THE PORT of Tilbury haa invested £250,000 into restoring a historical landmark, which features prominently on the Thames skyline.
The cupola, the ornate dome structure which can be seen atop the London Cruise Terminal at Tilbury, has been in situ since 1929 and has recently been taken down in order to perform essential restoration work.
As the cupola is a listed landmark, which has been a distinctive part of the architecture at Tilbury for many years, the nature of the restoration is extremely delicate. At entirely their own expense, the Port of Tilbury have undertaken an extensive renovation project in order to preserve the cupola and prevent it from collapsing.

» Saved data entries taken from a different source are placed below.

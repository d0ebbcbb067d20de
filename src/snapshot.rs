//! Inventory snapshots.
//!
//! A snapshot is the canonical structured triple — hosts, groups, defaults —
//! used for persistence and testing. Serde provides the encoding; this
//! module centralizes the shape and the JSON convenience helpers so
//! formatting stays stable.
//!
//! Restoring trusts declarations only: stored effective variables are
//! discarded and recomputed through aggregation, since a snapshot captures
//! resolved state, not authority over it.

use std::collections::BTreeMap;

use serde::{Deserialize, Serialize};

use crate::aggregate::aggregate;
use crate::error::InventoryResult;
use crate::group::Group;
use crate::host::{ConnectionInfo, Host};
use crate::inventory::Inventory;
use crate::merge::MergePolicy;
use crate::parser::IntermediateInventory;
use crate::value::Vars;

/// Serialized form of one host.
#[derive(Debug, Clone, Default, PartialEq, Serialize, Deserialize)]
pub struct HostEntry {
    /// Direct group memberships in declared order.
    #[serde(default, skip_serializing_if = "Vec::is_empty")]
    pub groups: Vec<String>,

    /// Declared host variables.
    #[serde(default, skip_serializing_if = "Vars::is_empty")]
    pub vars: Vars,

    /// Opaque connection metadata.
    #[serde(default, skip_serializing_if = "ConnectionInfo::is_empty")]
    pub connection: ConnectionInfo,

    /// Fully resolved variables at snapshot time. Informational: restoring
    /// recomputes them from declarations.
    #[serde(default, skip_serializing_if = "Vars::is_empty")]
    pub effective: Vars,
}

/// Serialized form of one group.
#[derive(Debug, Clone, Default, PartialEq, Serialize, Deserialize)]
pub struct GroupEntry {
    /// Parent links in declared order.
    #[serde(default, skip_serializing_if = "Vec::is_empty")]
    pub parents: Vec<String>,

    /// Declared group variables.
    #[serde(default, skip_serializing_if = "Vars::is_empty")]
    pub vars: Vars,
}

/// The canonical persistence triple.
#[derive(Debug, Clone, Default, PartialEq, Serialize, Deserialize)]
pub struct InventorySnapshot {
    /// Host name to host entry.
    #[serde(default)]
    pub hosts: BTreeMap<String, HostEntry>,

    /// Group name to group entry.
    #[serde(default)]
    pub groups: BTreeMap<String, GroupEntry>,

    /// The inventory-wide defaults.
    #[serde(default)]
    pub defaults: Vars,
}

/// Captures a resolved inventory as a snapshot triple.
#[must_use]
pub fn snapshot(inventory: &Inventory) -> InventorySnapshot {
    let hosts = inventory
        .hosts()
        .iter()
        .map(|(name, host)| {
            (
                name.clone(),
                HostEntry {
                    groups: host.groups.clone(),
                    vars: host.vars.clone(),
                    connection: host.connection.clone(),
                    effective: inventory.effective_vars(name).cloned().unwrap_or_default(),
                },
            )
        })
        .collect();

    let groups = inventory
        .groups()
        .iter()
        .map(|(name, group)| {
            (
                name.clone(),
                GroupEntry {
                    parents: group.parents.clone(),
                    vars: group.vars.clone(),
                },
            )
        })
        .collect();

    InventorySnapshot {
        hosts,
        groups,
        defaults: inventory.defaults().clone(),
    }
}

/// Rebuilds an inventory from a snapshot's declarations.
///
/// Effective variables are recomputed under `policy`, never read back from
/// the snapshot.
///
/// # Errors
///
/// A graph error if the snapshot holds dangling references or parent
/// cycles, or the no-valid-inventory error if it declares nothing.
pub fn restore(snapshot: &InventorySnapshot, policy: MergePolicy) -> InventoryResult<Inventory> {
    let mut ir = IntermediateInventory::new();

    for (name, entry) in &snapshot.hosts {
        let mut host = Host::new(name.as_str());
        host.groups = entry.groups.clone();
        host.vars = entry.vars.clone();
        host.connection = entry.connection.clone();
        ir.hosts.insert(name.clone(), host);
    }

    for (name, entry) in &snapshot.groups {
        let mut group = Group::new(name.as_str());
        group.parents = entry.parents.clone();
        group.vars = entry.vars.clone();
        ir.groups.insert(name.clone(), group);
    }

    ir.defaults = snapshot.defaults.clone();
    aggregate(&[ir], policy)
}

/// Serializes a snapshot to pretty JSON.
///
/// # Errors
///
/// Returns the underlying encode error.
pub fn to_json_pretty(snapshot: &InventorySnapshot) -> Result<String, serde_json::Error> {
    serde_json::to_string_pretty(snapshot)
}

/// Deserializes a snapshot from JSON.
///
/// Callers should then invoke [`restore`] to validate the declarations and
/// obtain a resolved inventory.
///
/// # Errors
///
/// Returns the underlying decode error.
pub fn from_json(s: &str) -> Result<InventorySnapshot, serde_json::Error> {
    serde_json::from_str(s)
}

#[cfg(test)]
mod tests {
    use super::*;
    use crate::value::Value;

    fn sample_inventory() -> Inventory {
        let ir = crate::parser::parse_json(
            "sample",
            r#"{"all": {
                "vars": {"domain": "lab.example"},
                "children": {
                    "web": {
                        "vars": {"tier": "frontend"},
                        "hosts": {"web1": {"rack": 4, "ansible_host": "192.0.2.10"}}
                    }
                }
            }}"#,
        )
        .unwrap();
        aggregate(&[ir], MergePolicy::Replace).unwrap()
    }

    #[test]
    fn snapshot_carries_declarations_and_effective() {
        let inv = sample_inventory();
        let snap = snapshot(&inv);

        let web1 = &snap.hosts["web1"];
        assert_eq!(web1.groups, vec!["web"]);
        assert_eq!(web1.vars["rack"], Value::Int(4));
        assert_eq!(web1.connection.hostname.as_deref(), Some("192.0.2.10"));
        assert_eq!(web1.effective["domain"], Value::from("lab.example"));
        assert_eq!(web1.effective["tier"], Value::from("frontend"));
        assert_eq!(snap.groups["web"].vars["tier"], Value::from("frontend"));
        assert_eq!(snap.defaults["domain"], Value::from("lab.example"));
    }

    #[test]
    fn restore_reproduces_declarations_and_recomputes_effective() {
        let inv = sample_inventory();
        let restored = restore(&snapshot(&inv), MergePolicy::Replace).unwrap();

        assert_eq!(restored.hosts(), inv.hosts());
        assert_eq!(restored.groups(), inv.groups());
        assert_eq!(restored.defaults(), inv.defaults());
        assert_eq!(restored.effective_vars("web1"), inv.effective_vars("web1"));
    }

    #[test]
    fn restore_ignores_tampered_effective() {
        let inv = sample_inventory();
        let mut snap = snapshot(&inv);
        snap.hosts
            .get_mut("web1")
            .unwrap()
            .effective
            .insert("forged".to_string(), Value::Bool(true));

        let restored = restore(&snap, MergePolicy::Replace).unwrap();
        assert!(!restored.effective_vars("web1").unwrap().contains_key("forged"));
    }

    #[test]
    fn restore_rejects_dangling_group() {
        let mut snap = snapshot(&sample_inventory());
        snap.hosts
            .get_mut("web1")
            .unwrap()
            .groups
            .push("ghost".to_string());

        let err = restore(&snap, MergePolicy::Replace).unwrap_err();
        assert!(err.is_graph());
    }

    #[test]
    fn restore_rejects_empty_snapshot() {
        let err = restore(&InventorySnapshot::default(), MergePolicy::Replace).unwrap_err();
        assert!(err.is_no_valid_inventory());
    }

    #[test]
    fn json_roundtrip_is_stable() {
        let snap = snapshot(&sample_inventory());
        let json = to_json_pretty(&snap).unwrap();
        let decoded = from_json(&json).unwrap();
        assert_eq!(snap, decoded);
    }
}
//! Inventory sources.
//!
//! A source is one origin of raw inventory declarations. Knowing which
//! source produced which error is what makes diagnostics actionable, so
//! every source carries a stable identifier.

use std::path::{Path, PathBuf};

use serde::{Deserialize, Serialize};

use crate::value::Value;

/// One origin of raw inventory data.
///
/// Multiple sources combine into one inventory; their order is the layering
/// order, so later sources overlay earlier ones.
///
/// # Examples
///
/// ```
/// use rollcall::Source;
///
/// let static_source = Source::json("lab", r#"{"all": {"hosts": {"h1": null}}}"#).unwrap();
/// let dynamic_source = Source::script("/opt/inventory/netbox.py");
/// ```
#[derive(Debug, Clone, PartialEq, Serialize, Deserialize)]
#[serde(tag = "type", rename_all = "snake_case")]
pub enum Source {
    /// A static declarative description, already loaded into memory.
    Document {
        /// Identifier used in diagnostics (typically the file path).
        name: String,
        /// The nested group-tree description.
        body: Value,
    },

    /// An executable emitting the dynamic-inventory JSON protocol.
    Script {
        /// Path to the executable.
        path: PathBuf,
    },
}

impl Source {
    /// Creates a static source from an already-parsed document.
    #[must_use]
    pub fn document(name: impl Into<String>, body: Value) -> Self {
        Self::Document {
            name: name.into(),
            body,
        }
    }

    /// Creates a static source from a JSON string.
    ///
    /// # Errors
    ///
    /// Returns the underlying decode error if the string is not valid JSON.
    pub fn json(name: impl Into<String>, json: &str) -> Result<Self, serde_json::Error> {
        let body: Value = serde_json::from_str(json)?;
        Ok(Self::Document {
            name: name.into(),
            body,
        })
    }

    /// Creates a dynamic source backed by an executable.
    #[must_use]
    pub fn script(path: impl Into<PathBuf>) -> Self {
        Self::Script { path: path.into() }
    }

    /// Returns the identifier used in diagnostics.
    #[must_use]
    pub fn id(&self) -> String {
        match self {
            Self::Document { name, .. } => name.clone(),
            Self::Script { path } => path.display().to_string(),
        }
    }

    /// Returns the script path for dynamic sources.
    #[must_use]
    pub fn script_path(&self) -> Option<&Path> {
        match self {
            Self::Script { path } => Some(path),
            Self::Document { .. } => None,
        }
    }

    /// Returns true if this is a dynamic (script-backed) source.
    #[must_use]
    pub const fn is_dynamic(&self) -> bool {
        matches!(self, Self::Script { .. })
    }
}

impl std::fmt::Display for Source {
    fn fmt(&self, f: &mut std::fmt::Formatter<'_>) -> std::fmt::Result {
        match self {
            Self::Document { name, .. } => write!(f, "document:{name}"),
            Self::Script { path } => write!(f, "script:{}", path.display()),
        }
    }
}

#[cfg(test)]
mod tests {
    use super::*;

    #[test]
    fn json_constructor_parses_body() {
        let source = Source::json("inline", r#"{"all": {"hosts": {"h1": null}}}"#).unwrap();
        assert_eq!(source.id(), "inline");
        assert!(!source.is_dynamic());

        let Source::Document { body, .. } = &source else {
            panic!("expected document source");
        };
        assert!(body.as_mapping().unwrap().contains_key("all"));
    }

    #[test]
    fn json_constructor_rejects_garbage() {
        assert!(Source::json("inline", "not json {").is_err());
    }

    #[test]
    fn script_source_exposes_path() {
        let source = Source::script("/usr/local/bin/inv.sh");
        assert!(source.is_dynamic());
        assert_eq!(source.id(), "/usr/local/bin/inv.sh");
        assert_eq!(
            source.script_path().unwrap(),
            Path::new("/usr/local/bin/inv.sh")
        );
        assert_eq!(source.to_string(), "script:/usr/local/bin/inv.sh");
    }
}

The projects, which is being carried out by the port in conjunction with Haydn Evans Consulting and J.W. Steele & Sons Ltd is set to take 14 weeks. Many materials are being custom built for the project, such as bricks which are being cut and designed to match those used during original construction of the cupola 84 years ago. Much of the steel frame has corroded and the expansion of the metal over the years has been placing pressure on the brickwork – both steel and brickwork now need to be replaced. Some of the wooden framework is also being replaced with sustainable Indian teak.

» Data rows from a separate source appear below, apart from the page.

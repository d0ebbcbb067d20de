//! Variable values.
//!
//! Inventory variables hold arbitrary nested JSON-like data. The shapes that
//! matter for merging — mapping, sequence, scalar — are explicit variants so
//! the deep-merge cases stay exhaustive.

use std::collections::BTreeMap;

use serde::{Deserialize, Serialize};

/// A variable mapping: variable name to value.
///
/// Ordered so serialization is deterministic.
pub type Vars = BTreeMap<String, Value>;

/// Possible values an inventory variable can hold.
///
/// Serialized untagged, so it round-trips ordinary JSON: `null`, booleans,
/// numbers, strings, arrays, and objects.
///
/// # Examples
///
/// ```
/// use rollcall::Value;
///
/// let port = Value::Int(8080);
/// let tags = Value::Sequence(vec![Value::from("edge"), Value::from("lab")]);
///
/// assert!(port.is_int());
/// assert!(tags.is_sequence());
/// ```
#[derive(Debug, Clone, PartialEq, Serialize, Deserialize)]
#[serde(untagged)]
pub enum Value {
    Null,
    Bool(bool),
    Int(i64),
    Float(f64),
    String(String),
    Sequence(Vec<Value>),
    Mapping(Vars),
}

impl Value {
    pub const fn is_null(&self) -> bool {
        matches!(self, Self::Null)
    }

    pub const fn is_bool(&self) -> bool {
        matches!(self, Self::Bool(_))
    }

    pub const fn is_int(&self) -> bool {
        matches!(self, Self::Int(_))
    }

    pub const fn is_float(&self) -> bool {
        matches!(self, Self::Float(_))
    }

    pub const fn is_string(&self) -> bool {
        matches!(self, Self::String(_))
    }

    pub const fn is_sequence(&self) -> bool {
        matches!(self, Self::Sequence(_))
    }

    pub const fn is_mapping(&self) -> bool {
        matches!(self, Self::Mapping(_))
    }

    /// Returns true for any non-mapping, non-sequence value.
    pub const fn is_scalar(&self) -> bool {
        !self.is_mapping() && !self.is_sequence()
    }

    pub const fn as_bool(&self) -> Option<bool> {
        match self {
            Self::Bool(v) => Some(*v),
            _ => None,
        }
    }

    pub const fn as_int(&self) -> Option<i64> {
        match self {
            Self::Int(v) => Some(*v),
            _ => None,
        }
    }

    pub const fn as_float(&self) -> Option<f64> {
        match self {
            Self::Float(v) => Some(*v),
            Self::Int(v) => Some(*v as f64),
            _ => None,
        }
    }

    pub fn as_str(&self) -> Option<&str> {
        match self {
            Self::String(v) => Some(v),
            _ => None,
        }
    }

    pub fn as_sequence(&self) -> Option<&[Value]> {
        match self {
            Self::Sequence(v) => Some(v),
            _ => None,
        }
    }

    pub const fn as_mapping(&self) -> Option<&Vars> {
        match self {
            Self::Mapping(v) => Some(v),
            _ => None,
        }
    }

    /// Returns a human-readable type name for diagnostics.
    #[must_use]
    pub const fn type_name(&self) -> &'static str {
        match self {
            Self::Null => "null",
            Self::Bool(_) => "bool",
            Self::Int(_) => "int",
            Self::Float(_) => "float",
            Self::String(_) => "string",
            Self::Sequence(_) => "sequence",
            Self::Mapping(_) => "mapping",
        }
    }
}

impl Default for Value {
    fn default() -> Self {
        Self::Null
    }
}

impl std::fmt::Display for Value {
    fn fmt(&self, f: &mut std::fmt::Formatter<'_>) -> std::fmt::Result {
        match self {
            Self::Null => write!(f, "null"),
            Self::Bool(v) => write!(f, "{v}"),
            Self::Int(v) => write!(f, "{v}"),
            Self::Float(v) => write!(f, "{v}"),
            Self::String(v) => write!(f, "{v:?}"),
            Self::Sequence(v) => {
                write!(f, "[")?;
                for (i, item) in v.iter().enumerate() {
                    if i > 0 {
                        write!(f, ", ")?;
                    }
                    write!(f, "{item}")?;
                }
                write!(f, "]")
            }
            Self::Mapping(v) => {
                write!(f, "{{")?;
                for (i, (k, item)) in v.iter().enumerate() {
                    if i > 0 {
                        write!(f, ", ")?;
                    }
                    write!(f, "{k:?}: {item}")?;
                }
                write!(f, "}}")
            }
        }
    }
}

// Convenient From implementations
impl From<bool> for Value {
    fn from(v: bool) -> Self {
        Self::Bool(v)
    }
}

impl From<i32> for Value {
    fn from(v: i32) -> Self {
        Self::Int(i64::from(v))
    }
}

impl From<i64> for Value {
    fn from(v: i64) -> Self {
        Self::Int(v)
    }
}

impl From<f64> for Value {
    fn from(v: f64) -> Self {
        Self::Float(v)
    }
}

impl From<String> for Value {
    fn from(v: String) -> Self {
        Self::String(v)
    }
}

impl From<&str> for Value {
    fn from(v: &str) -> Self {
        Self::String(v.to_string())
    }
}

impl From<Vec<Value>> for Value {
    fn from(v: Vec<Value>) -> Self {
        Self::Sequence(v)
    }
}

impl From<Vars> for Value {
    fn from(v: Vars) -> Self {
        Self::Mapping(v)
    }
}

impl From<serde_json::Value> for Value {
    fn from(v: serde_json::Value) -> Self {
        match v {
            serde_json::Value::Null => Self::Null,
            serde_json::Value::Bool(b) => Self::Bool(b),
            serde_json::Value::Number(n) => {
                if let Some(i) = n.as_i64() {
                    Self::Int(i)
                } else {
                    // Out-of-range u64 or fractional.
                    Self::Float(n.as_f64().unwrap_or(0.0))
                }
            }
            serde_json::Value::String(s) => Self::String(s),
            serde_json::Value::Array(items) => {
                Self::Sequence(items.into_iter().map(Self::from).collect())
            }
            serde_json::Value::Object(entries) => Self::Mapping(
                entries
                    .into_iter()
                    .map(|(k, v)| (k, Self::from(v)))
                    .collect(),
            ),
        }
    }
}

/// Converts a JSON object into a [`Vars`] mapping.
///
/// Returns `None` if the value is not an object.
#[must_use]
pub fn vars_from_json(v: serde_json::Value) -> Option<Vars> {
    match v {
        serde_json::Value::Object(entries) => Some(
            entries
                .into_iter()
                .map(|(k, v)| (k, Value::from(v)))
                .collect(),
        ),
        _ => None,
    }
}

#[cfg(test)]
mod tests {
    use super::*;

    #[test]
    fn test_value_predicates() {
        assert!(Value::Null.is_null());
        assert!(Value::Bool(true).is_bool());
        assert!(Value::Int(1).is_int());
        assert!(Value::Float(1.5).is_float());
        assert!(Value::from("x").is_string());
        assert!(Value::Sequence(vec![]).is_sequence());
        assert!(Value::Mapping(Vars::new()).is_mapping());

        assert!(Value::Int(1).is_scalar());
        assert!(!Value::Mapping(Vars::new()).is_scalar());
    }

    #[test]
    fn test_value_accessors() {
        assert_eq!(Value::Bool(true).as_bool(), Some(true));
        assert_eq!(Value::Int(42).as_int(), Some(42));
        assert_eq!(Value::Int(42).as_float(), Some(42.0));
        assert_eq!(Value::from("hi").as_str(), Some("hi"));
        assert!(Value::Int(1).as_mapping().is_none());
        assert_eq!(Value::Int(42).type_name(), "int");
    }

    #[test]
    fn test_untagged_json_roundtrip() {
        let json = r#"{"port":22,"ratio":0.5,"tags":["a","b"],"nested":{"x":null,"on":true}}"#;
        let val: Value = serde_json::from_str(json).unwrap();

        let mapping = val.as_mapping().unwrap();
        assert_eq!(mapping["port"], Value::Int(22));
        assert_eq!(mapping["ratio"], Value::Float(0.5));
        assert_eq!(
            mapping["tags"],
            Value::Sequence(vec![Value::from("a"), Value::from("b")])
        );
        assert_eq!(mapping["nested"].as_mapping().unwrap()["x"], Value::Null);

        let back = serde_json::to_string(&val).unwrap();
        let reparsed: Value = serde_json::from_str(&back).unwrap();
        assert_eq!(val, reparsed);
    }

    #[test]
    fn test_from_serde_json() {
        let json: serde_json::Value = serde_json::json!({"a": 1, "b": [true, null]});
        let val = Value::from(json);
        let mapping = val.as_mapping().unwrap();
        assert_eq!(mapping["a"], Value::Int(1));
        assert_eq!(
            mapping["b"],
            Value::Sequence(vec![Value::Bool(true), Value::Null])
        );
    }

    #[test]
    fn test_vars_from_json() {
        let obj = serde_json::json!({"k": "v"});
        let vars = vars_from_json(obj).unwrap();
        assert_eq!(vars["k"], Value::from("v"));

        assert!(vars_from_json(serde_json::json!([1, 2])).is_none());
    }

    #[test]
    fn test_display() {
        assert_eq!(format!("{}", Value::Null), "null");
        assert_eq!(format!("{}", Value::Int(3)), "3");
        assert_eq!(
            format!("{}", Value::Sequence(vec![Value::Int(1), Value::Int(2)])),
            "[1, 2]"
        );
        let mut vars = Vars::new();
        vars.insert("k".to_string(), Value::from("v"));
        assert_eq!(format!("{}", Value::Mapping(vars)), "{\"k\": \"v\"}");
    }
}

The cupola has a long and colourful history at the London Cruise Terminal. When the Empire Windrush sailed into Tilbury in 1948, the cupola was the first identifiable landmark to her 500 Jamaican passengers, wishing to start a new life in Britain. It was also the last piece of British architecture that the Ten Pound Poms would have seen before embarking on their life changing journey to Australia.
The London Cruise Terminal has also seen a number of famous visitors over the years, ranging from novelist George Orwell, to Cliff Richard to the Queen.
Jonathan Catton, Thurrock’s Heritage and Museum Officer said: “The cupola on top of the London Cruise Terminal is an extremely important piece of architectural history for Thurrock and the surrounding area. Many a historical event has taken place at the London Cruise Terminal since its opening in 1930 by Prime Minister J. Ramsay MacDonald and we are very grateful to the Port of Tilbury for investing such a great deal in restoring it.”
Perry Glading, Chief Operating Officer for Forth Ports Limited, owners of the London Cruise Terminal said: “It is of utmost importance for us to maintain the structural integrity and aesthetic façade of the cupola, which has sat proudly on top of our baggage hall at the Cruise Terminal for many years. We believe that it is entirely worthwhile investing in such a distinctive landmark which truly shapes the skyline of the Thames.”
Scaffolding in the Baggage Hall has restricted the circulation area causing some minor inconvenience but it will be business as usual over the next few weeks as Cruise & Maritime Voyages’ MARCO POLO moors alongside the London Cruise Terminal for Festive Parties and Christmas Mini-Cruises before it sailed off for a 14-night cruise to Canaries and Madeira on Sunday 22nd December.
Restoration work will be completed early in the New Year in readiness for a busy year with an increased number of cruise calls and Fred. Olsen returning to operate from Tilbury in the autumn.